Sunday, August 28, 2016

“Digitizing Boardroom” Book Chapter 5: An IT Friendly Board

An IT-friendly Board is digital fluent and presents the spirit of collaboration.

According to the variety of corporate board surveys, directors reported gaps in critical areas of board expertise: There were skill sets or areas of expertise missing or talent with cognitive difference insufficiently represented on their boards. Technology expertise was the most common missing or underrepresented ingredient on boards. Nowadays information is the lifeblood of the business, and technology is the disruptive force behind changes. Hence, it is strategic imperative to build an IT-friendly and technology-savvy Board to understand the power of information and potential of technology, and CIOs as BoDs should play a crucial role in envisioning, advocating, and communicating IT effectively.


An IT-friendly Board is digital fluent and presents the spirit of collaboration: Digital leaders including BoDs today show their understanding and interest in technology, never underestimate the power of knowledge. They need to become digital fluent as well. The CIO’s role is to understand his or her audience and target appropriately. It is not enough for the CIO to provide technical solutions or worry about uptimes. The board needs CIOs to envision overarching digital transformation, and CIOs can bring value and direction to the board, be able to challenge and reinforce the overall company’s direction and ensure the business running in agility. The opportunity for CIOs to influence strategic decisions is to identify where IT can influence (products, customers, information, etc.) and discuss strategy in the language of the business (competitive landscape, revenue, cost saving, and improved efficiency). So they can become IT advocate in the boardroom and strategic partners of the business.


On IT vs. in IT: Boards should be informed on what benefit is being delivered by IT and aware of constraints and risks. The board is neither the programmer nor the implementer, but they should gain strategic insight into IT. The boardroom IT discussions may not be only centered around cost, but also on productivity improvement, business growth, talent strategy, and GRC. It’s important to have “mainstream” media conveying the updated IT information and insight, to inform CXOs and BoDs about the benefits of strategic CIOs and value-added IT. Just like any other investment, if you can present the IT portfolio in a manner similar to other business investment portfolios, it makes conceptual sense to boards with ROIs, schedules, and risks. Because Boards have responsibilities for failed IT projects (under their duty of responsibility), making IT a profit center is one of the biggest challenges in boardrooms and most organizations today.

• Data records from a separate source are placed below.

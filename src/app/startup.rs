//! Boot sequence for the indicator.
//!
//! ```text
//!  sink ready? ──no──▶ error!, Err(NotReady)   (nothing spawned)
//!      │yes
//!      ▼
//!  listeners (+ layer debounce thread)
//!  worker thread
//!  battery blink ─▶ pause battery_blink_ms + interval_ms
//!  connectivity blink
//!  initial layer colour
//!  initialized ─▶ layer events accepted
//! ```
//!
//! [`start`] runs on the caller's thread and returns once the boot
//! indication is queued, so call it from an init thread if the pause after
//! the battery blink must not hold up the caller.

use std::sync::Arc;
use std::thread::JoinHandle;

use embedded_hal::delay::DelayNs;
use log::{error, info, warn};

use crate::color::{Color, ColorTable};
use crate::config::IndicatorConfig;
use crate::error::{Error, Result};
use crate::events::IndicatorEvent;
use crate::queue::BlinkQueue;
use crate::worker::{BlinkWorker, ColorSnapshot};

use super::dispatch::Dispatcher;
use super::listeners::{Listeners, Providers};
use super::ports::ColorSink;

/// Running indicator.
pub struct Indicator {
    listeners: Arc<Listeners>,
    displayed: Arc<ColorSnapshot>,
    worker: JoinHandle<()>,
}

impl Indicator {
    /// Forward a keyboard event.
    pub fn on_event(&self, event: IndicatorEvent) {
        self.listeners.on_event(event);
    }

    pub fn listeners(&self) -> &Arc<Listeners> {
        &self.listeners
    }

    /// Colour currently on the LED.
    pub fn displayed(&self) -> Color {
        self.displayed.get()
    }

    pub fn worker_running(&self) -> bool {
        !self.worker.is_finished()
    }
}

/// Validate, spawn and show the boot indication.
pub fn start<S, D>(
    sink: S,
    mut delay: D,
    config: IndicatorConfig,
    table: ColorTable,
    queue: &'static BlinkQueue,
    providers: Providers,
) -> Result<Indicator>
where
    S: ColorSink + Send + 'static,
    D: DelayNs + Clone + Send + 'static,
{
    config.validate()?;
    if !sink.is_ready() {
        error!("PWM devices not ready, RGB LED indicator disabled");
        return Err(Error::NotReady);
    }

    let config = Arc::new(config);
    let dispatcher = Dispatcher::new(queue, table, Arc::clone(&config));
    let listeners = Listeners::new(dispatcher, providers).map_err(|e| {
        error!("layer debounce thread: {}", e);
        Error::Spawn
    })?;
    let listeners = Arc::new(listeners);

    let worker = BlinkWorker::new(sink, delay.clone(), config.interval_ms);
    let displayed = worker.snapshot();
    let worker = worker.spawn(queue).map_err(|e| {
        error!("blink worker thread: {}", e);
        Error::Spawn
    })?;

    if config.battery_show_self {
        if let Err(e) = listeners.indicate_battery() {
            warn!("boot battery indication: {}", e);
        }
        let pause = config.battery_blink_ms as u32 + config.interval_ms as u32;
        delay.delay_ms(pause);
    }
    if let Err(e) = listeners.indicate_connectivity() {
        warn!("boot connectivity indication: {}", e);
    }
    if config.layer_colors_enabled() {
        if let Err(e) = listeners.update_layer_color() {
            warn!("boot layer colour: {}", e);
        }
    }

    listeners.mark_initialized();
    info!("RGB LED indicator started");

    Ok(Indicator {
        listeners,
        displayed,
        worker,
    })
}
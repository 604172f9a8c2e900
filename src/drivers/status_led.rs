//! RGB status LED driver.
//!
//! Three independent PWM channels drive the R/G/B dies of one LED. Each
//! channel is an `embedded-hal` [`SetDutyCycle`] plus a readiness flag, so
//! the sink works with any HAL's PWM output.
//!
//! ## Partial-failure tolerance
//!
//! A channel that is not ready or rejects a write is logged and skipped;
//! the other two are still written. One miswired channel must not take
//! the whole indicator down.
//!
//! ## Dual-target design
//!
//! On ESP-IDF: [`LedcChannel`] drives LEDC via hw_init.
//! On host/test: [`SimChannel`] tracks duty in memory only.

use embedded_hal::pwm::{Error as _, ErrorKind, ErrorType, SetDutyCycle};
use log::{debug, error, info};

use crate::app::ports::ColorSink;
use crate::color::Color;
use crate::drivers::hw_init;
use crate::error::{Channel, ChannelMask, Error, Result};
use crate::pins;

/// One PWM output of the LED.
pub trait PwmChannel: SetDutyCycle {
    /// Whether the underlying device was initialised and can be written.
    fn is_ready(&self) -> bool;
}

// ───────────────────────────────────────────────────────────────
// PwmSink
// ───────────────────────────────────────────────────────────────

/// [`ColorSink`] over three PWM channels.
pub struct PwmSink<R, G, B> {
    red: R,
    green: G,
    blue: B,
    current: Color,
}

impl<R: PwmChannel, G: PwmChannel, B: PwmChannel> PwmSink<R, G, B> {
    pub fn new(red: R, green: G, blue: B) -> Self {
        Self {
            red,
            green,
            blue,
            current: Color::BLACK,
        }
    }

    /// Channels whose device is down.
    pub fn unready(&self) -> ChannelMask {
        let mut mask = ChannelMask::empty();
        for (channel, ready) in [
            (Channel::Red, self.red.is_ready()),
            (Channel::Green, self.green.is_ready()),
            (Channel::Blue, self.blue.is_ready()),
        ] {
            if !ready {
                mask.insert(channel);
            }
        }
        mask
    }

    /// Last colour requested (whether or not every channel accepted it).
    pub fn current(&self) -> Color {
        self.current
    }

    pub fn channels(&self) -> (&R, &G, &B) {
        (&self.red, &self.green, &self.blue)
    }
}

impl<R: PwmChannel, G: PwmChannel, B: PwmChannel> ColorSink for PwmSink<R, G, B> {
    fn is_ready(&self) -> bool {
        self.red.is_ready() && self.green.is_ready() && self.blue.is_ready()
    }

    fn write(&mut self, color: Color) -> Result<()> {
        let mut failed = ChannelMask::empty();
        apply(&mut self.red, Channel::Red, color.r, &mut failed);
        apply(&mut self.green, Channel::Green, color.g, &mut failed);
        apply(&mut self.blue, Channel::Blue, color.b, &mut failed);
        self.current = color;

        if failed.is_empty() {
            debug!("LED → {}", color);
            Ok(())
        } else {
            Err(Error::Pwm(failed))
        }
    }
}

/// Scale a 16-bit intensity onto `pwm` and record any failure.
fn apply<C: PwmChannel>(pwm: &mut C, channel: Channel, value: u16, failed: &mut ChannelMask) {
    if !pwm.is_ready() {
        error!("{} PWM device is not ready", channel);
        failed.insert(channel);
        return;
    }
    if let Err(e) = pwm.set_duty_cycle_fraction(value, u16::MAX) {
        error!("Failed to set {} PWM: {:?}", channel, e.kind());
        failed.insert(channel);
    }
}

// ───────────────────────────────────────────────────────────────
// LEDC channel (ESP-IDF; no-op on host)
// ───────────────────────────────────────────────────────────────

#[derive(Debug, Clone, Copy, PartialEq, Eq)]
pub struct LedcError(pub i32);

impl embedded_hal::pwm::Error for LedcError {
    fn kind(&self) -> ErrorKind {
        ErrorKind::Other
    }
}

/// One LEDC channel configured by [`hw_init::init_led_channel`].
pub struct LedcChannel {
    channel: u32,
    ready: bool,
}

impl LedcChannel {
    /// Configure `channel` on `gpio`. A failed configuration leaves the
    /// channel not-ready rather than returning an error.
    pub fn new(channel: u32, gpio: i32) -> Self {
        let ready = match hw_init::init_led_channel(channel, gpio) {
            Ok(()) => true,
            Err(e) => {
                error!("{}", e);
                false
            }
        };
        Self { channel, ready }
    }

    pub fn channel(&self) -> u32 {
        self.channel
    }
}

impl ErrorType for LedcChannel {
    type Error = LedcError;
}

impl SetDutyCycle for LedcChannel {
    fn max_duty_cycle(&self) -> u16 {
        pins::LED_PWM_MAX_DUTY
    }

    fn set_duty_cycle(&mut self, duty: u16) -> core::result::Result<(), LedcError> {
        hw_init::ledc_set(self.channel, duty).map_err(LedcError)
    }
}

impl PwmChannel for LedcChannel {
    fn is_ready(&self) -> bool {
        self.ready
    }
}

/// Sink on the board's LEDC channels (see [`pins`]).
pub type LedcSink = PwmSink<LedcChannel, LedcChannel, LedcChannel>;

/// Configure the LED timer and all three channels.
///
/// Never fails: a dead timer marks every channel not-ready, which the
/// start-up sequence reports and turns into a disabled indicator.
pub fn board_sink() -> LedcSink {
    let timer_ok = match hw_init::init_led_timer() {
        Ok(()) => true,
        Err(e) => {
            error!("{}", e);
            false
        }
    };
    let mut channels = [
        LedcChannel::new(pins::LEDC_CH_LED_R, pins::LED_R_GPIO),
        LedcChannel::new(pins::LEDC_CH_LED_G, pins::LED_G_GPIO),
        LedcChannel::new(pins::LEDC_CH_LED_B, pins::LED_B_GPIO),
    ];
    if !timer_ok {
        for ch in &mut channels {
            ch.ready = false;
        }
    }
    let [red, green, blue] = channels;
    info!("status LED: LEDC CH{}/{}/{}", red.channel, green.channel, blue.channel);
    PwmSink::new(red, green, blue)
}

// ───────────────────────────────────────────────────────────────
// Simulated channel (host)
// ───────────────────────────────────────────────────────────────

#[derive(Debug, Clone, Copy, PartialEq, Eq)]
pub struct SimPwmError;

impl embedded_hal::pwm::Error for SimPwmError {
    fn kind(&self) -> ErrorKind {
        ErrorKind::Other
    }
}

/// In-memory PWM channel for host builds.
#[derive(Debug, Clone)]
pub struct SimChannel {
    duty: u16,
    max_duty: u16,
    ready: bool,
    failing: bool,
    writes: u32,
}

impl SimChannel {
    pub fn new(max_duty: u16) -> Self {
        Self {
            duty: 0,
            max_duty,
            ready: true,
            failing: false,
            writes: 0,
        }
    }

    /// A channel whose device never came up.
    pub fn not_ready() -> Self {
        Self {
            ready: false,
            ..Self::new(u16::MAX)
        }
    }

    /// A ready channel whose every write fails.
    pub fn failing() -> Self {
        Self {
            failing: true,
            ..Self::new(u16::MAX)
        }
    }

    pub fn duty(&self) -> u16 {
        self.duty
    }

    /// Successful writes so far.
    pub fn writes(&self) -> u32 {
        self.writes
    }
}

impl Default for SimChannel {
    fn default() -> Self {
        Self::new(u16::MAX)
    }
}

impl ErrorType for SimChannel {
    type Error = SimPwmError;
}

impl SetDutyCycle for SimChannel {
    fn max_duty_cycle(&self) -> u16 {
        self.max_duty
    }

    fn set_duty_cycle(&mut self, duty: u16) -> core::result::Result<(), SimPwmError> {
        if self.failing {
            return Err(SimPwmError);
        }
        self.duty = duty;
        self.writes += 1;
        Ok(())
    }
}

impl PwmChannel for SimChannel {
    fn is_ready(&self) -> bool {
        self.ready
    }
}

/// Sink on three [`SimChannel`]s.
pub type SimSink = PwmSink<SimChannel, SimChannel, SimChannel>;
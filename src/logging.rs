// src/logging.rs

use crate::config::get_config;
use crate::errors::{JurisError, JurisResult};
use crate::models::ApiCallLog;
use flexi_logger::{FileSpec, Logger, LoggerHandle};

/// Starts the file-backed logger. The TUI owns stdout, so everything goes to
/// `jurispro.log` in the working directory.
pub fn initialize_logging() -> JurisResult<LoggerHandle> {
    let config = get_config();
    Logger::try_with_str(&config.log_spec)
        .map_err(|e| JurisError::config_error(format!("Invalid log spec: {}", e)))?
        .log_to_file(FileSpec::default().basename("jurispro").suppress_timestamp())
        .append()
        .start()
        .map_err(|e| JurisError::config_error(format!("Failed to start logger: {}", e)))
}

/// Records one generation API call for diagnostics.
pub fn log_api_call(log: &ApiCallLog) {
    log::info!(
        "{} - {} - Status: {} - Time: {}ms",
        log.endpoint,
        log.request_summary,
        log.response_status,
        log.response_time_ms
    );
}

“WHERE, WHEN, and WHAT” would you expect IT to enter the Board conversation: With the accelerating speed of changing, IT should proactively participate in big conversations through the right touch point and at the right time. IT needs to enter the board conversation at several points:

-Business strategy: IT strategy is an integral component of the business strategy, and IT is also a key enabler of future capability and a critical aspect of continuing business activity in organizations.

-Risk Management: Because market experience is of the unacceptably high risk of negative outcomes for IT-enabled changes. IT is prominent in market disruptions which can result in major opportunity and risks.

-IT Oversight: IT projects frequently fail to deliver intended and appropriate business outcomes and IT failures frequently cause a significant negative business impact.

Digital transformation represents a break with the past, with a high level of impact and complexity. Given how applying IT is becoming so intrinsically important to so many different enterprises, An IT-friendly board has to ensure management and governance are interdependent and complementary discipline that are both enabled by high mature digital IT, and a technology savvy Board will welcome IT leaders to share insight at the big table, and empower IT to drive change and digital transformation.